Wage growth remained largely unchanged over the period but jumped in December alone, the Office for National Statistics said.
British households have lost some of their spending power due to higher inflation, caused by the post-referendum fall in the pound.
But the Bank of England expects pay to pick up soon, a big reason why it said earlier this month that interest rates are likely to rise faster and to a greater extent than they thought a few months previously.
The unemployment rate rose to 4.4 percent from 4.3 percent, the first increase since the three months to February 2016 as the number of jobless rose for a third monthly report in a row.
Employment growth was weaker than expected in the three months to December, rising by 88,000 people rather than the 173,000 Reuters poll consensus.

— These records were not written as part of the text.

//! Bites prelude.
//!
//! Convenience exports for common library consumers.

pub use crate::{
    cart::{
        Cart, CartEvent, CartObserver, KeyValueStore, MemoryStore, NoopObserver, StorageError,
        StorageKey,
    },
    checkout::{
        AssembleError, AssembledOrder, CheckoutDraft, CheckoutError, Field, FieldErrors,
        OrderConfirmation, OrderSubmission, OrderType, PaymentMethod, ProfileUpdate, assemble,
        place_order,
    },
    context::{AppContext, User},
    delivery::{Coordinates, Eligibility, OrderTypeSelector, haversine_km},
    fixtures::{Fixture, FixtureError},
    gateway::{GatewayError, OrderGateway},
    items::{LineItem, LineItemId},
    orders::{
        ApiOrder, OrderPage, OrderStatus, OrderTracker, Progress, ProgressStep, TrackingObserver,
        TrackingUpdate,
    },
    prices::{Price, PriceError, format_price},
    pricing::Totals,
    products::{AddOn, CartAddition, Catalog, CatalogError, Product, ProductSize, Size},
    quantity::{MAX_QUANTITY, MIN_QUANTITY, Quantity},
    receipt::{Receipt, ReceiptError},
    settings::{DeliverySettings, RemoteSettings, SettingsError, StoreSettings},
};
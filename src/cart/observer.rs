//! Cart change notifications

use crate::items::{LineItem, LineItemId};

/// What changed in the cart.
#[derive(Debug, Clone, PartialEq, Eq)]
pub enum CartEvent {
    /// A new line was appended.
    Added(LineItemId),

    /// An existing line absorbed an add and its quantity changed.
    Merged(LineItemId),

    /// A line's quantity was set.
    QuantityChanged(LineItemId),

    /// A line was removed.
    Removed(LineItemId),

    /// All lines were removed.
    Cleared,
}

/// Receives the cart's lines after every change.
pub trait CartObserver {
    /// Called once per effective mutation, after the change has been applied.
    fn cart_changed(&mut self, event: &CartEvent, items: &[LineItem]);
}

impl<F> CartObserver for F
where
    F: FnMut(&CartEvent, &[LineItem]),
{
    fn cart_changed(&mut self, event: &CartEvent, items: &[LineItem]) {
        self(event, items);
    }
}

/// Observer that ignores every change.
#[derive(Debug, Clone, Copy, Default)]
pub struct NoopObserver;

impl CartObserver for NoopObserver {
    fn cart_changed(&mut self, _event: &CartEvent, _items: &[LineItem]) {}
}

The ONS attributed a rise in unemployment to fewer economically inactive people - those neither working nor looking for a job.
Separate ONS figures showed Britain's government recorded a January budget surplus of 10 billion pounds, slightly bigger than forecast and helped by a seasonal surge of income tax receipts at the start of the year.
The ONS said workers' total earnings, including bonuses, rose by an annual 2.5 percent in the three months to December, as expected and unchanged from the three months to November.
In December alone, total pay jumped by 2.8 percent, up from 2.3 percent in November.
That was still weaker than the 3.0 percent reading of British consumer price inflation for December and the ONS said wage growth in real terms dropped by an annual 0.3 percent over the fourth quarter.
Excluding bonuses, earnings rose by 2.5 percent year-on-year against expectations for a 2.4 percent rise.
Quarterly figures from the ONS showed the number of EU nationals working in Britain rose by an annual 4.5 percent over the fourth quarter, the smallest increase since the third quarter of 2013.
The number of Eastern European workers fell.
That chimed with overall migration data that show a drop in net migration flows from the EU into the UK since the Brexit vote.
The ONS also published its first estimate for productivity in the fourth quarter.
Output per hour - the main measure of productivity - rose 0.8 percent quarter-on-quarter during the three months to December, slightly slower than the 0.9 percent rise in the third quarter.
That marked the strongest two quarters for productivity since the 2008/09 recession.